Long Term Inflation or How Today’s Governments Will Never Pay Their National Debts Back Honestly

Click here to read the original Cautious Optimism Facebook post with comments 

6 MIN READ - The Cautious Optimism Correspondent for Economic Affairs and Other Egghead Stuff looks at the very real prospects for higher inflation over the long-term. Anyone interested in understanding more about the national debt may want to read on. 

The Economics Correspondent has written repeatedly he isn’t worried about this year’s Fed Covid QE fueling price hyperinflation. To read his past entries on short and mid-term inflation click the following links:

However long-term inflation is more concerning although again, not because of the Fed’s massive quantitative easing of 2020. Rather, the catalyst is more likely to be the exploding national debt.

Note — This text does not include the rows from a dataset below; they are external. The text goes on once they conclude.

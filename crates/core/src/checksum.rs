//! Rolling 32-bit checksum used to compare original and decoded text.
//!
//! Not a CRC and not cryptographic. Each byte multiplies the accumulator
//! by 33 twice (the byte is added after the first multiply) and then folds
//! the high half into the low half.

/// Streaming checksum state, fed with [`RollingChecksum::update`].
#[derive(Debug, Clone, Copy, Default, PartialEq, Eq)]
pub struct RollingChecksum {
    acc: u32,
}

impl RollingChecksum {
    /// Create a checksum with a zero accumulator
    pub fn new() -> Self {
        Self { acc: 0 }
    }

    /// Feed more bytes into the checksum
    pub fn update(&mut self, data: &[u8]) {
        for &byte in data {
            let mut acc = self.acc;
            acc = (acc << 5).wrapping_add(acc).wrapping_add(u32::from(byte));
            acc = (acc << 5).wrapping_add(acc);
            self.acc = acc ^ (acc >> 16);
        }
    }

    /// Current checksum value
    pub fn finalize(self) -> u32 {
        self.acc
    }
}

/// One-shot checksum of a byte slice
pub fn checksum(data: &[u8]) -> u32 {
    let mut hasher = RollingChecksum::new();
    hasher.update(data);
    hasher.finalize()
}

#[cfg(test)]
mod tests {
    use super::*;
    use quickcheck_macros::quickcheck;

    #[test]
    fn test_empty_input() {
        assert_eq!(checksum(b""), 0);
    }

    #[test]
    fn test_single_byte() {
        // ((0 * 33 + 'A') * 33) ^ (... >> 16)
        let expected = 65u32 * 33;
        assert_eq!(checksum(b"A"), expected ^ (expected >> 16));
    }

    #[test]
    fn test_known_value_hi() {
        let mut acc = 0u32;
        for &b in b"Hi" {
            acc = acc.wrapping_mul(33).wrapping_add(b as u32).wrapping_mul(33);
            acc ^= acc >> 16;
        }
        assert_eq!(checksum(b"Hi"), acc);
    }

    #[test]
    fn test_high_bytes_are_unsigned() {
        let expected = 0xFFu32 * 33;
        assert_eq!(checksum(&[0xFF]), expected ^ (expected >> 16));
    }

    #[test]
    fn test_order_sensitive() {
        assert_ne!(checksum(b"ab"), checksum(b"ba"));
        assert_ne!(checksum(b"Hi"), checksum(b"Ho"));
    }

    #[test]
    fn test_wraps_on_long_input() {
        let data = vec![0xA5u8; 4096];
        assert_eq!(checksum(&data), checksum(&data));
    }

    #[quickcheck]
    fn prop_deterministic(data: Vec<u8>) -> bool {
        checksum(&data) == checksum(&data)
    }

    #[quickcheck]
    fn prop_streaming_matches_one_shot(a: Vec<u8>, b: Vec<u8>) -> bool {
        let mut hasher = RollingChecksum::new();
        hasher.update(&a);
        hasher.update(&b);

        let joined: Vec<u8> = a.iter().chain(b.iter()).copied().collect();
        hasher.finalize() == checksum(&joined)
    }
}
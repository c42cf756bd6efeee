//! Human-readable and JSON rendering of simulation reports

use anyhow::Result;
use hamcode_core::bits::BitVector;
use hamcode_frame::channel::NoiseModel;
use std::fmt::Write;

use crate::sim::SimReport;

/// Render words as `0`/`1` strings separated by spaces
pub fn render_words(words: &[BitVector]) -> String {
    words
        .iter()
        .map(|w| w.to_string())
        .collect::<Vec<_>>()
        .join(" ")
}

/// Render bytes as 8-bit groups, most significant bit first
pub fn render_bytes(bytes: &[u8]) -> String {
    bytes
        .iter()
        .map(|b| format!("{:08b}", b))
        .collect::<Vec<_>>()
        .join(" ")
}

fn describe_noise(noise: NoiseModel) -> String {
    match noise {
        NoiseModel::None => "no errors".to_string(),
        NoiseModel::SingleBit => "at most one error per word".to_string(),
        NoiseModel::MultiBit { max_errors } => {
            format!("up to {} errors per word", max_errors)
        }
    }
}

/// Plain text report, one section per pipeline stage
pub fn render_text(report: &SimReport) -> String {
    let mut out = String::new();
    let stats = &report.decoded.stats;

    // Writing to a String cannot fail.
    let _ = writeln!(
        out,
        "Payload width {} bits, word length {} bits, control positions {:?}",
        report.payload_width, report.word_len, report.control_positions
    );
    let _ = writeln!(out, "\nSource bits:\n{}", render_bytes(&report.source_text));
    let _ = writeln!(out, "\nHamming code of the text:\n{}", render_words(&report.encoded));
    let _ = writeln!(out, "\nSource checksum: {}", report.source_checksum);

    let _ = writeln!(out, "\nChannel: {}", describe_noise(report.noise));
    if report.noise != NoiseModel::None {
        let _ = writeln!(
            out,
            "{} bit errors injected into {} words",
            report.injection.total_flips, report.injection.disturbed_words
        );
        let _ = writeln!(out, "\nReceived code:\n{}", render_words(&report.received));
    }

    let _ = writeln!(out, "\nWords delivered intact: {}", stats.clean_words);
    let _ = writeln!(out, "Words delivered with errors: {}", stats.detected_errors);
    let _ = writeln!(
        out,
        "\nCode with recomputed control bits:\n{}",
        render_words(&report.decoded.recomputed)
    );
    let _ = writeln!(out, "\nErrors corrected: {}", stats.corrected_errors);
    if stats.uncorrectable_errors > 0 {
        let _ = writeln!(
            out,
            "Words with an unusable syndrome: {}",
            stats.uncorrectable_errors
        );
    }
    let _ = writeln!(
        out,
        "Code after correction:\n{}",
        render_words(&report.decoded.corrected)
    );

    let _ = writeln!(out, "\nDecoded text:\n{}", report.decoded_text());
    let _ = writeln!(out, "Decoded checksum: {}", report.decoded_checksum);
    let _ = writeln!(out, "\nChecksums equal: {}", report.checksums_match());
    let _ = writeln!(out, "Texts equal: {}", report.texts_match());

    let verdict = if report.checksums_match() {
        "Text recovered"
    } else {
        "Text could not be recovered"
    };
    let _ = writeln!(out, "\n{}", verdict);
    out
}

/// Pretty-printed JSON report
pub fn render_json(report: &SimReport) -> Result<String> {
    Ok(serde_json::to_string_pretty(report)?)
}
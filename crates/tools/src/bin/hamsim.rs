//! hamsim - encode text with a Hamming code, disturb it and decode it again

use anyhow::Result;
use clap::Parser;
use tracing::info;

use hamcode_tools::common::init_logging;
use hamcode_tools::report::{render_json, render_text};
use hamcode_tools::{GlobalConfig, InputSource, SimArgs, SimConfig, Simulator};

/// Hamming code noisy channel simulator
#[derive(Parser)]
#[command(name = "hamsim")]
#[command(about = "Encode text with a Hamming code, inject bit errors and decode it")]
#[command(version)]
struct Cli {
    #[command(flatten)]
    global: GlobalConfig,

    #[command(flatten)]
    sim: SimArgs,
}

fn main() -> Result<()> {
    let cli = Cli::parse();
    init_logging(&cli.global);

    let config = SimConfig::from_args(&cli.sim)?;
    info!("Simulating with {:?}", config);

    let text = InputSource::from_config(&config).load()?;
    let mut simulator = Simulator::new(&config)?;
    let report = simulator.run(&text)?;

    if config.json {
        println!("{}", render_json(&report)?);
    } else {
        print!("{}", render_text(&report));
    }

    Ok(())
}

Because the federal government has so far borrowed nearly $3 trillion to spend on Covid bailouts, unemployment, assistance to state and local governments, and direct payments to households, the public debt has exploded to $26.8 trillion as of this writing. Meanwhile GDP contracted heavily in the spring although it should bounce back somewhat as economies reopen.

Exploding debt and a shrinking or more slowly growing economy means a skyrocketing debt-to-GDP ratio, the number that really matters to economists and policymakers.

Before the crisis the debt-to-GDP ratio had held fairly steady slightly above 100% from Barack Obama’s departure right up to March of 2020.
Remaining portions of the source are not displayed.